Hammerhead Karoo 2 Cycling Computer Features:
3.2″ touchscreen (400×100)
Durable Dragontrail Glass
Karoo OS (customized Android 8)
Bluetooth, ANT+, WiFi, 3G and 4G connectivity
Includes custom mount (Garmin adapter available)
7-14 hour battery life
USB-C port with port cover (new in September)
32 gb of onboard storage
Onboard sensors: 3 axis accelerometer, 3 axis magnetometer, 3 axis gyroscope, altimeter and ambient temperature
Colors and data galore — a cycling geek’s dream!

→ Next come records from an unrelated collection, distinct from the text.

//! WMS CLI - warehouse data entry from the command line
//!
//! Usage:
//! ```bash
//! wms init
//! wms --user admin --password admin123 items list
//! wms items add IT004 --description Monitor --quantity 7 --price 199.99
//! wms orders update ORD002 --new-number ORD002-B
//! wms lines add ORD001 --item IT003 --quantity 4
//! wms lines next ORD001
//! wms query "SELECT * FROM order_lines"
//! ```

use anyhow::Result;
use chrono::NaiveDate;
use clap::{Parser, Subcommand, ValueEnum};
use rust_decimal::Decimal;
use std::path::PathBuf;
use tracing::debug;

mod commands;
mod config;
mod db;

use commands::{items, lines, orders, query, users};
use config::AppConfig;

/// WMS - warehouse items, orders and order lines on a local SQLite store
#[derive(Parser)]
#[command(name = "wms")]
#[command(author, version, about, long_about = None)]
#[command(propagate_version = true)]
pub struct Cli {
    /// Database file path (default: $WMS_DB_PATH or data/wms.db)
    #[arg(long, global = true)]
    pub db: Option<PathBuf>,

    /// Login name (default: $WMS_USER)
    #[arg(long, short, global = true)]
    pub user: Option<String>,

    /// Password (default: $WMS_PASSWORD)
    #[arg(long, short, global = true)]
    pub password: Option<String>,

    #[command(subcommand)]
    pub command: Commands,
}

#[derive(Subcommand)]
pub enum Commands {
    /// Initialize database with schema and demo data
    Init {
        /// Delete the existing database first
        #[arg(long)]
        force: bool,
    },

    /// Show record counts
    Status,

    /// Check credentials
    Login,

    /// Item catalog
    Items {
        #[command(subcommand)]
        action: ItemAction,
    },

    /// Order headers
    Orders {
        #[command(subcommand)]
        action: OrderAction,
    },

    /// Lines of one order
    Lines {
        #[command(subcommand)]
        action: LineAction,
    },

    /// Login accounts
    Users {
        #[command(subcommand)]
        action: UserAction,
    },

    /// Run a read-only SQL query (SELECT / WITH)
    Query {
        /// SQL text
        sql: String,
        /// Print the result as JSON
        #[arg(long)]
        json: bool,
    },
}

#[derive(Subcommand)]
pub enum ItemAction {
    /// List all items
    List,
    /// Add an item
    Add {
        /// Item code (e.g., IT004)
        code: String,
        #[arg(long)]
        description: Option<String>,
        #[arg(long)]
        quantity: Option<i64>,
        #[arg(long)]
        price: Option<Decimal>,
    },
    /// Update an item, selected by code
    Update {
        code: String,
        #[arg(long)]
        new_code: Option<String>,
        #[arg(long)]
        description: Option<String>,
        #[arg(long)]
        quantity: Option<i64>,
        #[arg(long)]
        price: Option<Decimal>,
    },
    /// Delete an item, selected by code
    Delete {
        code: String,
        /// Do not ask for confirmation
        #[arg(long, short)]
        yes: bool,
    },
}

#[derive(Subcommand)]
pub enum OrderAction {
    /// List all orders
    List,
    /// Add an order
    Add {
        /// Order number (e.g., ORD003)
        number: String,
        /// Order date (YYYY-MM-DD), default today
        #[arg(long)]
        date: Option<NaiveDate>,
        #[arg(long, value_enum, default_value = "to")]
        r#type: OrderTypeArg,
    },
    /// Update an order, selected by number
    Update {
        number: String,
        #[arg(long)]
        new_number: Option<String>,
        #[arg(long)]
        date: Option<NaiveDate>,
        #[arg(long, value_enum)]
        r#type: Option<OrderTypeArg>,
    },
    /// Delete an order without lines
    Delete {
        number: String,
        #[arg(long, short)]
        yes: bool,
    },
}

#[derive(Subcommand)]
pub enum LineAction {
    /// List lines of an order (default: first order)
    List { order: Option<String> },
    /// Add a line to an order
    Add {
        order: String,
        /// Item id, code or label
        #[arg(long)]
        item: String,
        #[arg(long)]
        quantity: i64,
    },
    /// Update a line, selected by id
    Update {
        order: String,
        line_id: i64,
        #[arg(long)]
        item: Option<String>,
        #[arg(long)]
        quantity: Option<i64>,
    },
    /// Delete a line, selected by id
    Delete {
        order: String,
        line_id: i64,
        #[arg(long, short)]
        yes: bool,
    },
    /// Lines of the order after `order`
    Next { order: String },
    /// Lines of the order before `order`
    Prev { order: String },
}

#[derive(Subcommand)]
pub enum UserAction {
    /// List all users
    List,
    /// Add a user
    Add {
        login: String,
        #[arg(long)]
        new_password: String,
        #[arg(long)]
        confirm: String,
    },
    /// Update a user, selected by login
    Update {
        login: String,
        #[arg(long)]
        new_login: Option<String>,
        /// Change the password as well
        #[arg(long, requires = "confirm")]
        new_password: Option<String>,
        #[arg(long)]
        confirm: Option<String>,
    },
    /// Delete a user
    Delete {
        login: String,
        #[arg(long, short)]
        yes: bool,
    },
}

#[derive(Clone, Copy, Debug, PartialEq, Eq, ValueEnum)]
pub enum OrderTypeArg {
    To,
    From,
}

impl OrderTypeArg {
    pub fn to_core_type(self) -> wms_core::OrderType {
        match self {
            OrderTypeArg::To => wms_core::OrderType::To,
            OrderTypeArg::From => wms_core::OrderType::From,
        }
    }
}

fn main() -> Result<()> {
    let cli = Cli::parse();
    let config = AppConfig::from_env().with_overrides(
        cli.db.clone(),
        cli.user.clone(),
        cli.password.clone(),
    );

    // Initialize tracing
    tracing_subscriber::fmt()
        .with_max_level(config.level())
        .with_writer(std::io::stderr)
        .init();
    debug!(db = %config.db_path.display(), "Configuration loaded");

    match cli.command {
        Commands::Init { force } => {
            db::init_database(&config.db_path, force)?;
            println!("✅ Database initialized at {:?}", config.db_path);
        }

        Commands::Status => {
            db::show_status(&config.db_path)?;
        }

        Commands::Login => {
            let session = commands::login(&config)?;
            if let Some(user) = session.current_user() {
                println!("✅ Logged in as {}", user.login);
            }
        }

        Commands::Items { action } => {
            let mut session = commands::login(&config)?;
            items::handle(&mut session, action)?;
        }

        Commands::Orders { action } => {
            let mut session = commands::login(&config)?;
            orders::handle(&mut session, action)?;
        }

        Commands::Lines { action } => {
            let mut session = commands::login(&config)?;
            lines::handle(&mut session, action)?;
        }

        Commands::Users { action } => {
            let mut session = commands::login(&config)?;
            users::handle(&mut session, action)?;
        }

        Commands::Query { sql, json } => {
            let session = commands::login(&config)?;
            query::run(&session, &sql, json)?;
        }
    }

    Ok(())
}

#[cfg(test)]
mod tests {
    use super::*;

    #[test]
    fn test_parse_global_flags() {
        let cli = Cli::try_parse_from([
            "wms", "items", "list", "--user", "admin", "--password", "admin123",
        ])
        .unwrap();
        assert_eq!(cli.user.as_deref(), Some("admin"));
        assert!(matches!(
            cli.command,
            Commands::Items {
                action: ItemAction::List
            }
        ));
    }

    #[test]
    fn test_parse_line_add() {
        let cli = Cli::try_parse_from([
            "wms", "lines", "add", "ORD001", "--item", "IT003 - Keyboard", "--quantity", "4",
        ])
        .unwrap();
        match cli.command {
            Commands::Lines {
                action: LineAction::Add { order, item, quantity },
            } => {
                assert_eq!(order, "ORD001");
                assert_eq!(item, "IT003 - Keyboard");
                assert_eq!(quantity, 4);
            }
            _ => panic!("expected lines add"),
        }
    }

    #[test]
    fn test_parse_order_type_and_date() {
        let cli = Cli::try_parse_from([
            "wms", "orders", "add", "ORD003", "--date", "2026-02-01", "--type", "from",
        ])
        .unwrap();
        match cli.command {
            Commands::Orders {
                action: OrderAction::Add { date, r#type, .. },
            } => {
                assert_eq!(date, NaiveDate::from_ymd_opt(2026, 2, 1));
                assert_eq!(r#type.to_core_type(), wms_core::OrderType::From);
            }
            _ => panic!("expected orders add"),
        }
    }

    #[test]
    fn test_password_change_requires_confirm() {
        let result = Cli::try_parse_from(["wms", "users", "update", "user1", "--new-password", "x"]);
        assert!(result.is_err());
    }
}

The Karoo 2 has superpowers
While Garmin remains the most popular cycling computer, Wahoo’s units get the nod in my book from a usability perspective. But, what about the others on the market? There are a few others to consider, but the only legitimate alternative to either of the twin towers is the Hammerhead Karoo 2. If you’re unfamiliar with the Karoo 2, you’ll want to know a few things about it first, so let’s dig in.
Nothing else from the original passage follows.